**Required action:** A word-for-word transcription of the data below is required.

::: Data extracts :::

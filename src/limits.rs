//! Resource limits.

use crate::CodecError;

/// Resource limits for decode and encode operations.
///
/// Used to prevent resource exhaustion on hostile input. All limits are
/// optional; the default is unlimited.
#[derive(Clone, Debug, Default, PartialEq, Eq)]
pub struct Limits {
    /// Maximum image width in pixels.
    pub max_width: Option<u64>,
    /// Maximum image height in pixels.
    pub max_height: Option<u64>,
    /// Maximum total pixels (width × height).
    pub max_pixels: Option<u64>,
    /// Maximum encoded input size in bytes.
    pub max_input_bytes: Option<u64>,
    /// Maximum decoded pixel buffer allocation in bytes.
    pub max_memory_bytes: Option<u64>,
}

impl Limits {
    /// Create a new Limits with no restrictions.
    pub fn none() -> Self {
        Self::default()
    }

    pub fn with_max_width(mut self, max: u64) -> Self {
        self.max_width = Some(max);
        self
    }

    pub fn with_max_height(mut self, max: u64) -> Self {
        self.max_height = Some(max);
        self
    }

    pub fn with_max_pixels(mut self, max: u64) -> Self {
        self.max_pixels = Some(max);
        self
    }

    pub fn with_max_input_bytes(mut self, max: u64) -> Self {
        self.max_input_bytes = Some(max);
        self
    }

    pub fn with_max_memory_bytes(mut self, max: u64) -> Self {
        self.max_memory_bytes = Some(max);
        self
    }

    /// Check if dimensions are within limits.
    pub fn check_dimensions(&self, width: u64, height: u64) -> Result<(), CodecError> {
        if let Some(max_width) = self.max_width {
            if width > max_width {
                return Err(CodecError::LimitExceeded(format!(
                    "width {width} exceeds limit {max_width}"
                )));
            }
        }

        if let Some(max_height) = self.max_height {
            if height > max_height {
                return Err(CodecError::LimitExceeded(format!(
                    "height {height} exceeds limit {max_height}"
                )));
            }
        }

        if let Some(max_pixels) = self.max_pixels {
            let pixels = width.saturating_mul(height);
            if pixels > max_pixels {
                return Err(CodecError::LimitExceeded(format!(
                    "pixel count {pixels} exceeds limit {max_pixels}"
                )));
            }
        }

        Ok(())
    }

    /// Check the size of an encoded input.
    pub fn check_input_size(&self, bytes: usize) -> Result<(), CodecError> {
        if let Some(max) = self.max_input_bytes {
            if bytes as u64 > max {
                return Err(CodecError::LimitExceeded(format!(
                    "input of {bytes} bytes exceeds limit {max}"
                )));
            }
        }
        Ok(())
    }

    /// Check if a memory allocation is within limits.
    pub fn check_memory(&self, bytes: u64) -> Result<(), CodecError> {
        if let Some(max) = self.max_memory_bytes {
            if bytes > max {
                return Err(CodecError::LimitExceeded(format!(
                    "allocation of {bytes} bytes exceeds limit {max}"
                )));
            }
        }
        Ok(())
    }
}

#[cfg(test)]
mod tests {
    use super::*;

    #[test]
    fn limits_none() {
        let limits = Limits::none();
        assert!(limits.check_dimensions(u64::MAX, u64::MAX).is_ok());
        assert!(limits.check_input_size(usize::MAX).is_ok());
        assert!(limits.check_memory(u64::MAX).is_ok());
    }

    #[test]
    fn limits_memory() {
        let limits = Limits::none().with_max_memory_bytes(1_000_000);
        assert!(limits.check_memory(1_000_000).is_ok());
        assert!(matches!(
            limits.check_memory(1_000_001),
            Err(CodecError::LimitExceeded(_))
        ));
    }

    #[test]
    fn limits_dimensions() {
        let limits = Limits {
            max_width: Some(1000),
            max_height: Some(1000),
            max_pixels: Some(500_000),
            ..Default::default()
        };

        assert!(limits.check_dimensions(1000, 1000).is_err()); // 1M pixels > 500k
        assert!(limits.check_dimensions(500, 500).is_ok()); // 250k pixels
        assert!(limits.check_dimensions(2000, 500).is_err()); // width > 1000
        assert!(limits.check_dimensions(10, 2000).is_err());
    }

    #[test]
    fn limits_input() {
        let limits = Limits::none().with_max_input_bytes(1_000);
        assert!(limits.check_input_size(1_000).is_ok());
        assert!(matches!(
            limits.check_input_size(1_001),
            Err(CodecError::LimitExceeded(_))
        ));
    }
}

:::

**Written response:**
filename src/limits.rs
//! Resource limits.

use crate::CodecError;

/// Resource limits for decode and encode operations.
///
/// Used to prevent resource exhaustion on hostile input. All limits are
/// optional; the default is unlimited.
#[derive(Clone, Debug, Default, PartialEq, Eq)]
pub struct Limits {
    /// Maximum image width in pixels.
    pub max_width: Option<u64>,
    /// Maximum image height in pixels.
    pub max_height: Option<u64>,
    /// Maximum total pixels (width × height).
    pub max_pixels: Option<u64>,
    /// Maximum encoded input size in bytes.
    pub max_input_bytes: Option<u64>,
    /// Maximum decoded pixel buffer allocation in bytes.
    pub max_memory_bytes: Option<u64>,
}

impl Limits {
    /// Create a new Limits with no restrictions.
    pub fn none() -> Self {
        Self::default()
    }

    pub fn with_max_width(mut self, max: u64) -> Self {
        self.max_width = Some(max);
        self
    }

    pub fn with_max_height(mut self, max: u64) -> Self {
        self.max_height = Some(max);
        self
    }

    pub fn with_max_pixels(mut self, max: u64) -> Self {
        self.max_pixels = Some(max);
        self
    }

    pub fn with_max_input_bytes(mut self, max: u64) -> Self {
        self.max_input_bytes = Some(max);
        self
    }

    pub fn with_max_memory_bytes(mut self, max: u64) -> Self {
        self.max_memory_bytes = Some(max);
        self
    }

    /// Check if dimensions are within limits.
    pub fn check_dimensions(&self, width: u64, height: u64) -> Result<(), CodecError> {
        if let Some(max_width) = self.max_width {
            if width > max_width {
                return Err(CodecError::LimitExceeded(format!(
                    "width {width} exceeds limit {max_width}"
                )));
            }
        }

        if let Some(max_height) = self.max_height {
            if height > max_height {
                return Err(CodecError::LimitExceeded(format!(
                    "height {height} exceeds limit {max_height}"
                )));
            }
        }

        if let Some(max_pixels) = self.max_pixels {
            let pixels = width.saturating_mul(height);
            if pixels > max_pixels {
                return Err(CodecError::LimitExceeded(format!(
                    "pixel count {pixels} exceeds limit {max_pixels}"
                )));
            }
        }

        Ok(())
    }

    /// Check the size of an encoded input.
    pub fn check_input_size(&self, bytes: usize) -> Result<(), CodecError> {
        if let Some(max) = self.max_input_bytes {
            if bytes as u64 > max {
                return Err(CodecError::LimitExceeded(format!(
                    "input of {bytes} bytes exceeds limit {max}"
                )));
            }
        }
        Ok(())
    }

    /// Check if a memory allocation is within limits.
    pub fn check_memory(&self, bytes: u64) -> Result<(), CodecError> {
        if let Some(max) = self.max_memory_bytes {
            if bytes > max {
                return Err(CodecError::LimitExceeded(format!(
                    "allocation of {bytes} bytes exceeds limit {max}"
                )));
            }
        }
        Ok(())
    }
}

#[cfg(test)]
mod tests {
    use super::*;

    #[test]
    fn limits_none() {
        let limits = Limits::none();
        assert!(limits.check_dimensions(u64::MAX, u64::MAX).is_ok());
        assert!(limits.check_input_size(usize::MAX).is_ok());
        assert!(limits.check_memory(u64::MAX).is_ok());
    }

    #[test]
    fn limits_memory() {
        let limits = Limits::none().with_max_memory_bytes(1_000_000);
        assert!(limits.check_memory(1_000_000).is_ok());
        assert!(matches!(
            limits.check_memory(1_000_001),
            Err(CodecError::LimitExceeded(_))
        ));
    }

    #[test]
    fn limits_dimensions() {
        let limits = Limits {
            max_width: Some(1000),
            max_height: Some(1000),
            max_pixels: Some(500_000),
            ..Default::default()
        };

        assert!(limits.check_dimensions(1000, 1000).is_err()); // 1M pixels > 500k
        assert!(limits.check_dimensions(500, 500).is_ok()); // 250k pixels
        assert!(limits.check_dimensions(2000, 500).is_err()); // width > 1000
        assert!(limits.check_dimensions(10, 2000).is_err());
    }

    #[test]
    fn limits_input() {
        let limits = Limits::none().with_max_input_bytes(1_000);
        assert!(limits.check_input_size(1_000).is_ok());
        assert!(matches!(
            limits.check_input_size(1_001),
            Err(CodecError::LimitExceeded(_))
        ));
    }
}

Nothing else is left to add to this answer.